What you have to do -> In the records, each line holding "done" must be reported.

Data to process ->
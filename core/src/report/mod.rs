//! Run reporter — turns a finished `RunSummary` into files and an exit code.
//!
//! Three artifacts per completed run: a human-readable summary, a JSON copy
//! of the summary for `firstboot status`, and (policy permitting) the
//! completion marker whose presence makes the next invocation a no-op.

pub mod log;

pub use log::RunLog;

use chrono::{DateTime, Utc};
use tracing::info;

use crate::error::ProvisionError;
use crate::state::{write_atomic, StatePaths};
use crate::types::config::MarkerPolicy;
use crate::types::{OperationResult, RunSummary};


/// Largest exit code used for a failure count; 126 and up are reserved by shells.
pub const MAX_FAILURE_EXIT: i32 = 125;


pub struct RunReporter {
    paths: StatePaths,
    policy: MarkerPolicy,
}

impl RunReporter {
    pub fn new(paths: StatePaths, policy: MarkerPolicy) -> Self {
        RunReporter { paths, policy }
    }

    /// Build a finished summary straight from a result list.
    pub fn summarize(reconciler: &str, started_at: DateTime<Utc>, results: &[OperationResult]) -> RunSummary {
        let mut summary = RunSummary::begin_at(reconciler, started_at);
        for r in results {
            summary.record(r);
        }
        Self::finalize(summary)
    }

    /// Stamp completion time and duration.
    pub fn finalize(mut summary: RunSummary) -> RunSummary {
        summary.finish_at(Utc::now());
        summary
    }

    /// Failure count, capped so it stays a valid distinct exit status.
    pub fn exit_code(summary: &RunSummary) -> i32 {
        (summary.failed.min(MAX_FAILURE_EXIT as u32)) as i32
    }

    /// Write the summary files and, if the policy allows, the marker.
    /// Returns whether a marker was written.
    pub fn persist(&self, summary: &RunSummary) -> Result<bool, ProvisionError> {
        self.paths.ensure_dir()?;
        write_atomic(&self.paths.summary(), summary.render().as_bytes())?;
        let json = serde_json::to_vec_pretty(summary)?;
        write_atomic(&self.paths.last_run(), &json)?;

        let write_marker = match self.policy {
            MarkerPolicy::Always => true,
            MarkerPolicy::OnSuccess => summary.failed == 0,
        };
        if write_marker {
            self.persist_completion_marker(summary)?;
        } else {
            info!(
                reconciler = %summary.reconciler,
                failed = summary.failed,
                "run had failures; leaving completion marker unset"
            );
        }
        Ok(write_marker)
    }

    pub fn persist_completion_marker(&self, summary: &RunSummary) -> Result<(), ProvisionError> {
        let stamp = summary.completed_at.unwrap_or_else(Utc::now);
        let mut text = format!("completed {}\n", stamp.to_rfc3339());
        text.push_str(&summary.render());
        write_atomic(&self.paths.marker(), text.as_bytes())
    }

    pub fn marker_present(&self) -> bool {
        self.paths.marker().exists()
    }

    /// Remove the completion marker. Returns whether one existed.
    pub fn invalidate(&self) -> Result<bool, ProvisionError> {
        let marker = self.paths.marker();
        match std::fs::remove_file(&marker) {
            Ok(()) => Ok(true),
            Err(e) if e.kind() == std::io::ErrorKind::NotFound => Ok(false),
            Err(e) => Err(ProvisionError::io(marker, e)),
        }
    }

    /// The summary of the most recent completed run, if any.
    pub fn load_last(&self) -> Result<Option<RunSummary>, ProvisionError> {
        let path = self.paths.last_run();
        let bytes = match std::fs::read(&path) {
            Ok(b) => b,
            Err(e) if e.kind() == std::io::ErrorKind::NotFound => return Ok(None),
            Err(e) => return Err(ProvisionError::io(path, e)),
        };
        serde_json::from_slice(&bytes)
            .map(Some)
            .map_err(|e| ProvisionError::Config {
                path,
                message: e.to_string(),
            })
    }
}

==

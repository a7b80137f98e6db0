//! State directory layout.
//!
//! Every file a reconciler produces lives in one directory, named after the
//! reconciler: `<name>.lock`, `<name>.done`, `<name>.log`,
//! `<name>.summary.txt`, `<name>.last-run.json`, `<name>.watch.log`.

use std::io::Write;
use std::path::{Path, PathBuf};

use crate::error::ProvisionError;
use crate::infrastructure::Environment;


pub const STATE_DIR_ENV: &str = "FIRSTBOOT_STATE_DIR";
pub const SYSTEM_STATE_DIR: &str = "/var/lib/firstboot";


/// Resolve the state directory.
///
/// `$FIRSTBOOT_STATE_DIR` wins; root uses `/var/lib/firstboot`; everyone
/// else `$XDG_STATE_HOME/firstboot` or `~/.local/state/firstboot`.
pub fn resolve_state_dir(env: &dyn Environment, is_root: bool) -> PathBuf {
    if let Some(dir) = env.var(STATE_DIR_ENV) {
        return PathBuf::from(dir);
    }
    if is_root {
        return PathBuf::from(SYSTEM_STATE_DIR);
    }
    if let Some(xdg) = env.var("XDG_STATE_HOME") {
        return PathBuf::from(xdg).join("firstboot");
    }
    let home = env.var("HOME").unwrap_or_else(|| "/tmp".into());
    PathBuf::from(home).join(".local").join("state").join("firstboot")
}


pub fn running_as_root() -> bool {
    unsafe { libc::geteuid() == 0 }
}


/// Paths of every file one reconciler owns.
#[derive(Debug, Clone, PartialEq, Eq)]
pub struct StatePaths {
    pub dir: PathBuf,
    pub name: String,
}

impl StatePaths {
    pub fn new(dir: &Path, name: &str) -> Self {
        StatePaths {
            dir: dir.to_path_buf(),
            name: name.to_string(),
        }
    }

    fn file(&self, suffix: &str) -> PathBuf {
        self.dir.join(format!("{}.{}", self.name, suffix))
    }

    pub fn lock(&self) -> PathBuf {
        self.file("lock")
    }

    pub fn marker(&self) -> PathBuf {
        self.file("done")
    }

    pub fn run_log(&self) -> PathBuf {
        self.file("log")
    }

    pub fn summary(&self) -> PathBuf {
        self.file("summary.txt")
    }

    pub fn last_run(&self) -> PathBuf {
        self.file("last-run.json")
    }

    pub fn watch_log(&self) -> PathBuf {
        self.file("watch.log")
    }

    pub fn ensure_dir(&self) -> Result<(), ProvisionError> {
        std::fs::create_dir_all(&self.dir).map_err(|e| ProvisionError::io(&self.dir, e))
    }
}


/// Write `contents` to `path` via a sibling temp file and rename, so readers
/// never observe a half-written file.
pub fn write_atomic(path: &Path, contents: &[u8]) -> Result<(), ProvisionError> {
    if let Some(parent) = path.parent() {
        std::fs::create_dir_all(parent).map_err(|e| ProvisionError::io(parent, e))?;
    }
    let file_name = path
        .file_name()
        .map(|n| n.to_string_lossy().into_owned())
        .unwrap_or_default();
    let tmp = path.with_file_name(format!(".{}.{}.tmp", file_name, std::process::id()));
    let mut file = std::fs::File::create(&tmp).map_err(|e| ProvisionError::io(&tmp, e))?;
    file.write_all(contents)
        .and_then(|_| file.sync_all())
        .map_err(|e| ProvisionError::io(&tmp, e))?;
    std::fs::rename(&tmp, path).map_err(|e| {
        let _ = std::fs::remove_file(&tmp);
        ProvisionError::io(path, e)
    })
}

Response ->
//! reconciler: `<name>.lock`, `<name>.done`, `<name>.log`,
        self.file("done")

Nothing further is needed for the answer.